Title: | Multilevel Mantel-Haenszel Statistics for Differential Item Functioning Detection |
Version: | 1.1 |
Author: | Shenghai Dai [aut, cre], Brian F. French [aut], W. Holmes Finch [aut], Andrew Iverson [aut] |
Maintainer: | Shenghai Dai <s.dai@wsu.edu> |
Description: | Clustered or multilevel data structures are common in the assessment of differential item functioning (DIF), particularly in the context of large-scale assessment programs. This package allows users to implement extensions of the Mantel-Haenszel DIF detection procedures in the presence of multilevel data based on the work of Begg (1999) <doi:10.1111/j.0006-341X.1999.00302.x>, Begg & Paykin (2001) <doi:10.1080/00949650108812115>, and French & Finch (2013) <doi:10.1177/0013164412472341>. |
Depends: | R (≥ 3.5.0), stats |
Imports: | TestDataImputation, plyr |
NeedsCompilation: | no |
Encoding: | UTF-8 |
LazyData: | true |
License: | GPL-2 | GPL-3 [expanded from: GPL (≥ 2)] |
RoxygenNote: | 7.0.2 |
Packaged: | 2020-03-19 13:51:44 UTC; daish |
Repository: | CRAN |
Date/Publication: | 2020-03-20 17:10:06 UTC |
Function to create contigency tables
Description
This function creates contigency tables by strata for each item. Both dichotomous and polytomous item responses are allowed. It also handles missing responses and returns a cleaned data set with no missing data.
Usage
ContigencyTables (Response.data, Response.code=c(0,1),
Group, group.names=NULL, Stratum=NULL, Cluster=NULL,
missing.code="NA", missing.impute="LW", print.information=TRUE)
Arguments
Response.data |
A scored item responses matrix in the form of matrix or data frame. This matrix should not include any other variables (group, stratum, cluser, etc.). |
Response.code |
A numerical vector of all possible item responses. By default, Response.code=c(0,1). |
Group |
The variable of group membership (e.g., gender). Its length should be equal to the sample size of the item response matrix. |
group.names |
Names for each defined group (e.g., c('Male','Female')). This argument is optional. By default, group.names=NULL. If not provided, group names of "Group.1, Group.2, etc." will be automatically generated. |
Stratum |
The matching variable. By default, Stratum=NULL. If not provided, the observed total score will be used. |
Cluster |
The cluster variable. Its length should be equal to the sample size of the item response matrix. By default, Cluster=NULL. This variable will not be used to generate contigency tables. It will be included in the returned data set for DIF analysis. |
missing.code |
Indication of how missing values were defined in the data. By default, missing.code="NA". |
missing.impute |
The approach selected to handle missing item responses. By default, missing.impute="LW", indicating the list-wise
deletion will be used. Other options include: "PM" (person mean or row mean imputation),"IM" (item mean or column mean imputation),
"TW" (two-way imputation), "LR" (logistic regression imputation), and EM (EM imputation). Check the package "TestDataImputation"
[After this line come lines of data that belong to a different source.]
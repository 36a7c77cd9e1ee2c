//! Arena set configuration parameters.

use crate::error::PoolError;

/// Chunk geometry of a single arena.
#[derive(Clone, Copy, Debug, PartialEq, Eq)]
pub struct ArenaLayout {
    /// Bytes per chunk. Must be non-zero.
    pub chunk_size: usize,
    /// Number of chunks. Must be non-zero.
    pub chunk_count: usize,
}

impl ArenaLayout {
    /// Create a layout of `chunk_count` chunks of `chunk_size` bytes.
    pub const fn new(chunk_size: usize, chunk_count: usize) -> Self {
        Self {
            chunk_size,
            chunk_count,
        }
    }

    /// Total buffer size in bytes, or `None` on overflow.
    pub fn capacity_bytes(&self) -> Option<usize> {
        self.chunk_size.checked_mul(self.chunk_count)
    }

    /// Check that both dimensions are non-zero and the product fits `usize`.
    pub fn validate(&self) -> Result<(), PoolError> {
        if self.chunk_size == 0 {
            return Err(PoolError::InvalidLayout {
                reason: "chunk_size must be at least 1".into(),
            });
        }
        if self.chunk_count == 0 {
            return Err(PoolError::InvalidLayout {
                reason: "chunk_count must be at least 1".into(),
            });
        }
        if self.capacity_bytes().is_none() {
            return Err(PoolError::InvalidLayout {
                reason: format!(
                    "{} chunks of {} bytes overflows usize",
                    self.chunk_count, self.chunk_size
                ),
            });
        }
        Ok(())
    }
}

impl From<(usize, usize)> for ArenaLayout {
    fn from((chunk_size, chunk_count): (usize, usize)) -> Self {
        Self::new(chunk_size, chunk_count)
    }
}

/// How an allocation request picks its arena.
#[derive(Clone, Copy, Debug, Default, PartialEq, Eq)]
pub enum SelectionPolicy {
    /// Pick the single arena with the smallest free byte count that still
    /// covers the request. If that arena has no contiguous run long enough,
    /// the request fails even when another arena could have served it.
    #[default]
    BestFit,
    /// Visit every arena whose free byte count covers the request, tightest
    /// first, and take the first one with a long enough run.
    BestFitWithFallback,
}

/// Configuration for an [`ArenaSet`](crate::ArenaSet).
///
/// Arenas are created in the order listed here, and that order is the
/// tie-break when two arenas report the same free byte count.
/// Validated at construction; immutable afterwards.
#[derive(Clone, Debug, Default, PartialEq, Eq)]
pub struct PoolConfig {
    /// Arena layouts in construction order.
    pub arenas: Vec<ArenaLayout>,
    /// Arena selection policy. Default: [`SelectionPolicy::BestFit`].
    pub policy: SelectionPolicy,
}

impl PoolConfig {
    /// Empty configuration with the default policy.
    pub fn new() -> Self {
        Self::default()
    }

    /// Append an arena of `chunk_count` chunks of `chunk_size` bytes.
    pub fn arena(mut self, chunk_size: usize, chunk_count: usize) -> Self {
        self.arenas.push(ArenaLayout::new(chunk_size, chunk_count));
        self
    }

    /// Replace the selection policy.
    pub fn with_policy(mut self, policy: SelectionPolicy) -> Self {
        self.policy = policy;
        self
    }

    /// Sum of every arena's buffer size in bytes, or `None` on overflow.
    pub fn total_capacity_bytes(&self) -> Option<usize> {
        self.arenas
            .iter()
            .try_fold(0usize, |acc, l| acc.checked_add(l.capacity_bytes()?))
    }

    /// Validate all structural invariants.
    pub fn validate(&self) -> Result<(), PoolError> {
        if self.arenas.is_empty() {
            return Err(PoolError::InvalidLayout {
                reason: "at least one arena is required".into(),
            });
        }
        for (index, layout) in self.arenas.iter().enumerate() {
            layout.validate().map_err(|e| match e {
                PoolError::InvalidLayout { reason } => PoolError::InvalidLayout {
                    reason: format!("arena {index}: {reason}"),
                },
                other => other,
            })?;
        }
        Ok(())
    }
}

impl From<&[(usize, usize)]> for PoolConfig {
    fn from(pairs: &[(usize, usize)]) -> Self {
        pairs.iter().copied().collect()
    }
}

impl<const N: usize> From<[(usize, usize); N]> for PoolConfig {
    fn from(pairs: [(usize, usize); N]) -> Self {
        pairs.into_iter().collect()
    }
}

impl FromIterator<(usize, usize)> for PoolConfig {
    fn from_iter<I: IntoIterator<Item = (usize, usize)>>(iter: I) -> Self {
        Self {
            arenas: iter.into_iter().map(ArenaLayout::from).collect(),
            policy: SelectionPolicy::default(),
        }
    }
}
(https://cran.r-project.org/package=TestDataImputation) for more details. |
print.information |
Indicator of whether function running information is printed on screen. By default, print.information=TRUE. |
Details
This function creats contigency tables.
Value
A list of strata statistcs, contigency tables, etc.
Strata.stats |
Summary statistics for each item: n.valid.strata, n.valid.category, and also sample sizes for each stratum across items. |
c.table.list.all |
A list that contains all contigency tables across items and strata. |
c.table.list.valid |
A list that contains only valid contigency tables across items and strata. Strata that have missing item response categories or zero marginal means are removed. |
data.out |
A cleaned data set with variables "Group", "Group.factor","Cluster", "Stratum", and all item responses (with missing data handled). |
Examples
#Specify the item responses matrix
data(data.adult)
Response.data<-data.adult[,2:13]
#Run the function with specifications
c.table.out<-ContigencyTables(Response.data, Response.code=c(0,1),
Group=data.adult$Group, group.names=NULL,
Stratum=NULL, Cluster=NULL, missing.code="NA",
missing.impute= "LW",print.information = TRUE)
#Obtain results
c.tables.all<-c.table.out$c.table.list.all
c.tables.valid<-c.table.out$c.table.list.valid
c.table.out$Strata.stats
data.use<-c.table.out$data.out
Main function to compute adjusted Mantel-Haenszel statistics
Description
This main function computes both unadjusted and adjusted MH statistics in the presence of clustered data based on Begg (1999) <doi:10.1111/j.0006-341X.1999.00302.x>, Begg & Paykin (2001) <doi:10.1080/00949650108812115>, and French & Finch (2013) <doi: 10.1177/0013164412472341>.
Usage
ML.DIF (Response.data, Response.code=c(0,1),Cluster, Group,
group.names=NULL, Stratum=NULL, correct.factor=0.85,
missing.code="NA", missing.impute="LW",
anchor.items=NULL, purification=FALSE,
max.iter=10, alpha = .05)
Arguments
Response.data |
A scored item responses matrix in the form of matrix or data frame. This matrix should not include any other variables (group, stratum, cluser, etc.). |
Response.code |
A numerical vector of all possible item responses. By default, Response.code=c(0,1). |
Cluster |
The cluster variable. Its length should be equal to the sample size of the item response matrix. |
Group |
The variable of group membership (e.g., gender). Its length should be equal to the sample size of the item response matrix. |
group.names |
Names for each defined group (e.g., c('Male','Female')). This argument is optional. By default, group.names=NULL. If not provided, group names of "Group.1, Group.2, etc." will be automatically generated. |
Stratum |
The matching variable. By default, Stratum=NULL. If not provided, the observed total score will be used. |
correct.factor |
The value of adjustment applied to the adjusted MH statistic (i.e., f). The default value used here is .85. The adjusted MH statistic was found to exhibit low statistical power for DIF detection in some conditions. One solution to this is to reduce the magnitude of f through multiplying it by the correct factor (e.g., .85, .90, .95). The value of .85 is suggested by French & Finch (2013) <doi: 10.1177/0013164412472341>. |
missing.code |
Indication of how missing values were defined in the data. By default, missing.code="NA". |
missing.impute |
The approach selected to handle missing item responses. By default, missing.impute="LW", indicating the list-wise
deletion will be used. Other options include: "PM" (person mean or row mean imputation),"IM" (item mean or column mean imputation),
"TW" (two-way imputation), "LR" (logistic regression imputation), and EM (EM imputation). Check the package "TestDataImputation"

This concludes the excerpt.